L’infrastruttura di rete di VeriSign sarebbe stata oggetto di attacchi informatici in almeno due occasioni, una nel 2010 e una in tempi più recenti. A rivelarlo è l’agenzia Reuters che racconta di un incontro con la SEC (Security Exchange Commission) organizzato nell’ottobre 2011 sul tema della sicurezza nelle transazioni finanziarie, nel corso del quale sarebbe stato reso noto l’attacco. VeriSign è il principale gestore dei Domain Name System (DNS) responsabile dell’integrità  degli indirizzi di top level domain .com, .net e. gov. Stando a quanto dichiarato dai diretti interessati l’attacco non avrebbe compromesso i server che gestiscono il corretto indirizzamento degli indirizzi IP corrispondenti alla URL digitata, ma certo il dubbio resta.
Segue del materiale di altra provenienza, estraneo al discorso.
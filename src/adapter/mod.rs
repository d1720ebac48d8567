//! adapter
//!
//! Network adapter model and management.
//!
//! # Architecture
//!
//! Adapters are listed and toggled through the [`AdapterManager`] trait.
//! [`SystemAdapterManager`] implements it with the platform's own tools
//! (`ip` on Unix, `netsh` on Windows).
//!
//! Bulk operations ([`AdapterManager::enable_all`] and
//! [`AdapterManager::disable_all`]) skip adapters that are already in the
//! requested state and stop at the first failure.

mod system;

pub use system::{parse_ip_link, parse_netsh_interfaces, SystemAdapterManager};

use std::fmt;
use thiserror::Error;

use crate::runner::RunError;

/// Errors from adapter operations.
#[derive(Debug, Error)]
pub enum AdapterError {
    /// The external tool could not be run or reported failure.
    #[error(transparent)]
    Command(#[from] RunError),

    /// The adapter listing could not be understood.
    #[error("failed to parse adapter list: {0}")]
    Parse(String),
}

/// Connection state of an adapter.
#[derive(Debug, Clone, Copy, PartialEq, Eq, Default)]
pub enum ConnectionStatus {
    Disconnected,
    Connecting,
    Connected,
    Disconnecting,
    HardwareNotPresent,
    HardwareDisabled,
    MediaDisconnected,
    #[default]
    Unknown,
}

impl ConnectionStatus {
    /// Map a Linux operstate (`UP`, `DOWN`, ...).
    pub fn from_operstate(state: &str) -> Self {
        match state.to_ascii_uppercase().as_str() {
            "UP" => ConnectionStatus::Connected,
            "DORMANT" => ConnectionStatus::Connecting,
            "DOWN" => ConnectionStatus::Disconnected,
            "LOWERLAYERDOWN" => ConnectionStatus::MediaDisconnected,
            "NOTPRESENT" => ConnectionStatus::HardwareNotPresent,
            _ => ConnectionStatus::Unknown,
        }
    }

    /// Map a `netsh interface show interface` state column.
    pub fn from_netsh_state(state: &str) -> Self {
        match state.to_ascii_lowercase().as_str() {
            "connected" => ConnectionStatus::Connected,
            "disconnected" => ConnectionStatus::Disconnected,
            "connecting" => ConnectionStatus::Connecting,
            "disconnecting" => ConnectionStatus::Disconnecting,
            _ => ConnectionStatus::Unknown,
        }
    }
}

impl fmt::Display for ConnectionStatus {
    fn fmt(&self, f: &mut fmt::Formatter<'_>) -> fmt::Result {
        let text = match self {
            ConnectionStatus::Disconnected => "disconnected",
            ConnectionStatus::Connecting => "connecting",
            ConnectionStatus::Connected => "connected",
            ConnectionStatus::Disconnecting => "disconnecting",
            ConnectionStatus::HardwareNotPresent => "hardware not present",
            ConnectionStatus::HardwareDisabled => "hardware disabled",
            ConnectionStatus::MediaDisconnected => "media disconnected",
            ConnectionStatus::Unknown => "unknown",
        };
        f.write_str(text)
    }
}

/// A network adapter as listed by the system.
#[derive(Debug, Clone, PartialEq, Eq)]
pub struct NetworkAdapter {
    /// System index of the adapter.
    pub device_id: u32,
    /// Name used to address the adapter (`wlp2s0`, `Ethernet 2`).
    pub name: String,
    /// Product name, where the system reports one.
    pub product_name: String,
    /// Link type or description reported by the system.
    pub description: String,
    /// Whether the adapter is administratively enabled.
    pub enabled: bool,
    /// Current connection state.
    pub connection_status: ConnectionStatus,
}

impl fmt::Display for NetworkAdapter {
    fn fmt(&self, f: &mut fmt::Formatter<'_>) -> fmt::Result {
        write!(
            f,
            "{} ({}, {})",
            self.name,
            if self.enabled { "enabled" } else { "disabled" },
            self.connection_status
        )
    }
}

/// Lists network adapters and toggles their enabled state.
pub trait AdapterManager {
    /// List the adapters this manager operates on.
    fn adapters(&self) -> Result<Vec<NetworkAdapter>, AdapterError>;

    /// Enable or disable a single adapter.
    fn set_enabled(&self, adapter: &NetworkAdapter, enabled: bool) -> Result<(), AdapterError>;

    /// Enable every adapter. Returns the names of adapters that changed.
    fn enable_all(&self) -> Result<Vec<String>, AdapterError> {
        set_all(self, true)
    }

    /// Disable every adapter. Returns the names of adapters that changed.
    fn disable_all(&self) -> Result<Vec<String>, AdapterError> {
        set_all(self, false)
    }
}

fn set_all<M: AdapterManager + ?Sized>(
    manager: &M,
    enabled: bool,
) -> Result<Vec<String>, AdapterError> {
    let mut changed = Vec::new();
    for adapter in manager.adapters()? {
        if adapter.enabled == enabled {
            continue;
        }
        manager.set_enabled(&adapter, enabled)?;
        changed.push(adapter.name);
    }
    Ok(changed)
}
//! wifi::netsh
//!
//! WiFi management through `netsh wlan` (Windows).
//!
//! Connecting installs a WPA2-PSK profile for the network, then connects
//! with that profile. Disconnecting deletes the profile, which also drops
//! the connection.

use std::io::Write;

use super::profile::WlanProfile;
use super::{require_ssid, WifiError, WifiManager};
use crate::runner::{run_checked, CommandRunner};

/// WiFi manager backed by `netsh wlan`.
#[derive(Debug, Clone)]
pub struct NetshWifi<R> {
    runner: R,
    interface: Option<String>,
}

impl<R: CommandRunner> NetshWifi<R> {
    /// Create a manager; `interface` limits operations to one interface.
    pub fn new(runner: R, interface: Option<String>) -> Self {
        Self { runner, interface }
    }

    fn interface_arg(&self) -> Option<String> {
        self.interface.as_ref().map(|i| format!("interface={}", i))
    }

    fn netsh<'a>(&self, mut args: Vec<&'a str>, interface: Option<&'a str>) -> Result<(), WifiError> {
        if let Some(arg) = interface {
            args.push(arg);
        }
        run_checked(&self.runner, "netsh", &args)?;
        Ok(())
    }
}

impl<R: CommandRunner> WifiManager for NetshWifi<R> {
    fn connect(&self, ssid: &str, password: &str) -> Result<(), WifiError> {
        require_ssid(ssid, "connect")?;
        let profile = WlanProfile::new(ssid, password)?;

        // Removed when dropped, so the key does not linger on disk.
        let mut file = tempfile::Builder::new()
            .prefix("adapman-")
            .suffix(".xml")
            .tempfile()
            .map_err(|e| WifiError::Profile {
                path: std::env::temp_dir(),
                source: e,
            })?;
        file.write_all(profile.to_xml().as_bytes())
            .and_then(|_| file.flush())
            .map_err(|e| WifiError::Profile {
                path: file.path().to_path_buf(),
                source: e,
            })?;

        let interface = self.interface_arg();
        let filename = format!("filename={}", file.path().display());
        self.netsh(
            vec!["wlan", "add", "profile", filename.as_str(), "user=all"],
            interface.as_deref(),
        )?;

        let name = format!("name={}", profile.ssid());
        let ssid_arg = format!("ssid={}", profile.ssid());
        self.netsh(
            vec!["wlan", "connect", name.as_str(), ssid_arg.as_str()],
            interface.as_deref(),
        )
    }

    fn disconnect(&self, ssid: &str) -> Result<(), WifiError> {
        require_ssid(ssid, "disconnect")?;

        let interface = self.interface_arg();
        let name = format!("name={}", ssid);
        self.netsh(
            vec!["wlan", "delete", "profile", name.as_str()],
            interface.as_deref(),
        )
    }
}

#[cfg(test)]
mod tests {
    use super::*;
    use crate::runner::mock::MockRunner;
    use crate::runner::ProgramOutput;

    #[test]
    fn connect_adds_profile_then_connects() {
        let runner = MockRunner::new();
        let wifi = NetshWifi::new(runner.clone(), None);

        wifi.connect("home", "secret").unwrap();

        let calls = runner.calls();
        assert_eq!(calls.len(), 2);
        assert_eq!(calls[0].program, "netsh");
        assert_eq!(&calls[0].args[..3], &["wlan", "add", "profile"]);
        assert!(calls[0].args[3].starts_with("filename="));
        assert!(calls[0].args[3].ends_with(".xml"));
        assert_eq!(calls[0].args[4], "user=all");
        assert_eq!(calls[1].args, vec!["wlan", "connect", "name=home", "ssid=home"]);
    }

    #[test]
    fn profile_file_is_removed_after_connect() {
        let runner = MockRunner::new();
        let wifi = NetshWifi::new(runner.clone(), None);
        wifi.connect("home", "secret").unwrap();

        let arg = &runner.calls()[0].args[3];
        let path = arg.trim_start_matches("filename=");
        assert!(!std::path::Path::new(path).exists());
    }

    #[test]
    fn connect_passes_interface() {
        let runner = MockRunner::new();
        let wifi = NetshWifi::new(runner.clone(), Some("Wi-Fi 2".to_string()));
        wifi.connect("home", "").unwrap();

        for call in runner.calls() {
            assert_eq!(call.args.last().map(String::as_str), Some("interface=Wi-Fi 2"));
        }
    }

    #[test]
    fn connect_stops_when_profile_rejected() {
        let runner = MockRunner::new().respond(ProgramOutput::failed(1, "The profile is invalid"));
        let wifi = NetshWifi::new(runner.clone(), None);

        let err = wifi.connect("home", "secret").unwrap_err();
        assert!(matches!(err, WifiError::Command(_)));
        assert!(!err.to_string().contains("secret"));
        assert_eq!(runner.calls().len(), 1);
    }

    #[test]
    fn disconnect_deletes_profile() {
        let runner = MockRunner::new();
        let wifi = NetshWifi::new(runner.clone(), None);
        wifi.disconnect("The Worst Astronomer").unwrap();

        assert_eq!(
            runner.command_lines(),
            vec!["netsh wlan delete profile name=The Worst Astronomer"]
        );
    }

    #[test]
    fn blank_ssid_never_runs_netsh() {
        let runner = MockRunner::new();
        let wifi = NetshWifi::new(runner.clone(), None);

        assert!(matches!(
            wifi.connect(" ", "secret"),
            Err(WifiError::MissingSsid("connect"))
        ));
        assert!(matches!(
            wifi.disconnect(""),
            Err(WifiError::MissingSsid("disconnect"))
        ));
        assert!(runner.calls().is_empty());
    }
}
//! Integration tests for the adapman binary.
//!
//! These tests only use invocations that never touch real adapters:
//! invalid command lines, help, configuration errors, and dry runs of
//! WiFi actions.

use std::fs;

use assert_cmd::Command;
use predicates::prelude::*;
use tempfile::TempDir;

/// Get a command for running adapman with an isolated configuration home.
fn adapman(home: &TempDir) -> Command {
    let mut cmd = Command::cargo_bin("adapman").unwrap();
    cmd.env_remove("ADAPMAN_CONFIG")
        .env("HOME", home.path())
        .env("XDG_CONFIG_HOME", home.path().join("xdg"));
    cmd
}

#[test]
fn no_arguments_prints_usage_and_fails() {
    let home = TempDir::new().unwrap();
    adapman(&home)
        .assert()
        .failure()
        .stderr(predicate::str::contains("invalid command line"))
        .stderr(predicate::str::contains("Usage: adapman"));
}

#[test]
fn incomplete_connect_fails() {
    let home = TempDir::new().unwrap();
    adapman(&home)
        .args(["-cw:ssid", "hello"])
        .assert()
        .failure()
        .stderr(predicate::str::contains("-cw:pwd"));
}

#[test]
fn unknown_flag_fails() {
    let home = TempDir::new().unwrap();
    adapman(&home).arg("-random").assert().failure();
}

#[test]
fn help_lists_actions() {
    let home = TempDir::new().unwrap();
    adapman(&home)
        .arg("--help")
        .assert()
        .success()
        .stdout(predicate::str::contains("-dw:ssid <SSID>"))
        .stdout(predicate::str::contains("--dry-run"));
}

#[test]
fn dry_run_connect_reports_without_key() {
    let home = TempDir::new().unwrap();
    adapman(&home)
        .args(["--dry-run", "-CW:SSID", "home", "-cw:pwd", "hunter2"])
        .assert()
        .success()
        .stdout(predicate::str::contains("Would connect to 'home'"))
        .stdout(predicate::str::contains("hunter2").not());
}

#[test]
fn dry_run_disconnect() {
    let home = TempDir::new().unwrap();
    adapman(&home)
        .args(["--dry-run", "-dw:ssid", "The Worst Astronomer"])
        .assert()
        .success()
        .stdout(predicate::str::contains(
            "Would disconnect from 'The Worst Astronomer'",
        ));
}

#[test]
fn quiet_dry_run_prints_nothing() {
    let home = TempDir::new().unwrap();
    adapman(&home)
        .args(["--quiet", "--dry-run", "-dw:ssid", "home"])
        .assert()
        .success()
        .stdout(predicate::str::is_empty());
}

#[test]
fn debug_from_config_file() {
    let home = TempDir::new().unwrap();
    let config = home.path().join("adapman.toml");
    fs::write(&config, "debug = true\n").unwrap();

    adapman(&home)
        .arg("--config")
        .arg(&config)
        .args(["--dry-run", "-dw:ssid", "home"])
        .assert()
        .success()
        .stderr(predicate::str::contains("[debug] loaded configuration from"))
        .stderr(predicate::str::contains("DisconnectWifi"));
}

#[cfg(unix)]
#[test]
fn config_from_home_directory() {
    let home = TempDir::new().unwrap();
    fs::create_dir_all(home.path().join(".adapman")).unwrap();
    fs::write(home.path().join(".adapman/config.toml"), "debug = true\n").unwrap();

    adapman(&home)
        .args(["--dry-run", "-dw:ssid", "home"])
        .assert()
        .success()
        .stderr(predicate::str::contains("[debug]"));
}

#[test]
fn invalid_config_fails() {
    let home = TempDir::new().unwrap();
    let config = home.path().join("adapman.toml");
    fs::write(&config, "[wifi]\ninterfce = \"wlan0\"\n").unwrap();

    adapman(&home)
        .arg("--config")
        .arg(&config)
        .args(["--dry-run", "-dw:ssid", "home"])
        .assert()
        .failure()
        .stderr(predicate::str::contains("Failed to load configuration"));
}
//! cli::commands
//!
//! Dispatch of a parsed command to the adapter and WiFi managers.
//!
//! # Architecture
//!
//! Each handler:
//! 1. Reports what it is about to do (debug output)
//! 2. Calls the manager, unless this is a dry run
//! 3. Formats and displays the outcome
//!
//! Managers are passed in explicitly, so handlers can be exercised with
//! scripted runners.

use anyhow::{Context as _, Result};

use super::Context;
use crate::adapter::AdapterManager;
use crate::core::{Action, ParsedCommand};
use crate::ui::output;
use crate::wifi::WifiManager;

/// Dispatch a command to its handler.
pub fn dispatch(
    command: &ParsedCommand,
    ctx: &Context,
    adapters: &dyn AdapterManager,
    wifi: &dyn WifiManager,
) -> Result<()> {
    output::debug(format!("dispatching {:?}", command), ctx.verbosity);

    match command.action() {
        Action::DisableAllAdapters => set_all_adapters(ctx, adapters, false),
        Action::EnableAllAdapters => set_all_adapters(ctx, adapters, true),
        Action::ConnectWifi => connect_wifi(
            ctx,
            wifi,
            command.wifi_ssid(),
            command.wifi_password(),
        ),
        Action::DisconnectWifi => disconnect_wifi(ctx, wifi, command.wifi_ssid()),
        Action::Unknown => {
            output::debug("nothing to do", ctx.verbosity);
            Ok(())
        }
    }
}

fn set_all_adapters(ctx: &Context, adapters: &dyn AdapterManager, enabled: bool) -> Result<()> {
    let verb = if enabled { "enable" } else { "disable" };

    if ctx.dry_run {
        let pending: Vec<_> = adapters
            .adapters()
            .context("Failed to list network adapters")?
            .into_iter()
            .filter(|a| a.enabled != enabled)
            .collect();

        if pending.is_empty() {
            output::print(format!("Nothing to {}.", verb), ctx.verbosity);
        } else {
            output::print(format!("Would {}:", verb), ctx.verbosity);
            output::print(output::format_list(&pending, "  "), ctx.verbosity);
        }
        return Ok(());
    }

    let result = if enabled {
        adapters.enable_all()
    } else {
        adapters.disable_all()
    };
    let changed = result.with_context(|| format!("Failed to {} network adapters", verb))?;

    if changed.is_empty() {
        output::warn(
            format!("no adapters needed to be {}d", verb),
            ctx.verbosity,
        );
    } else {
        let past = if enabled { "Enabled" } else { "Disabled" };
        output::print(format!("{}:", past), ctx.verbosity);
        output::print(output::format_list(&changed, "  "), ctx.verbosity);
    }
    Ok(())
}

fn connect_wifi(ctx: &Context, wifi: &dyn WifiManager, ssid: &str, password: &str) -> Result<()> {
    if password.is_empty() {
        output::debug("connecting with an empty network key", ctx.verbosity);
    }

    if ctx.dry_run {
        output::print(format!("Would connect to '{}'", ssid), ctx.verbosity);
        return Ok(());
    }

    wifi.connect(ssid, password)
        .with_context(|| format!("Failed to connect to '{}'", ssid))?;
    output::print(format!("Connected to '{}'", ssid), ctx.verbosity);
    Ok(())
}

fn disconnect_wifi(ctx: &Context, wifi: &dyn WifiManager, ssid: &str) -> Result<()> {
    if ctx.dry_run {
        output::print(format!("Would disconnect from '{}'", ssid), ctx.verbosity);
        return Ok(());
    }

    wifi.disconnect(ssid)
        .with_context(|| format!("Failed to disconnect from '{}'", ssid))?;
    output::print(format!("Disconnected from '{}'", ssid), ctx.verbosity);
    Ok(())
}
VeriSign gestisce qualcosa come 50 miliardi di richieste quotidiane e una falla nella sua infrastruttura potrebbe consentire ai cybercriminali di trafugare indirizzi Ip e reindirizzare le persone su siti fake. “Potenzialmente sono a rischio di falsificazione tutti gli indirizzi Ip dei siti Internet di varie società “, ha commentato la National Security Agency. Fino al 2010il gruppo era anche fornitore leader di certificati di sicurezza SSL (Secure Socket Layers) che identificano le transazioni protette come i pagamenti su Internet, gli accessi ai conti correnti on line e alle varie operazioni di internet banking. Oggi questo business è stato ceduto a Symantec che però ha fatto sapere di non aver mai riscontrato attacchi. Del resto anche gli stessi manager di VeriSign erano all’oscuro di quanto accaduto sulle loro reti, e un’ipotesi al vaglio è che si sia trattato di uno dei tanti attacchi ai poteri simbolo degli Stati Uniti.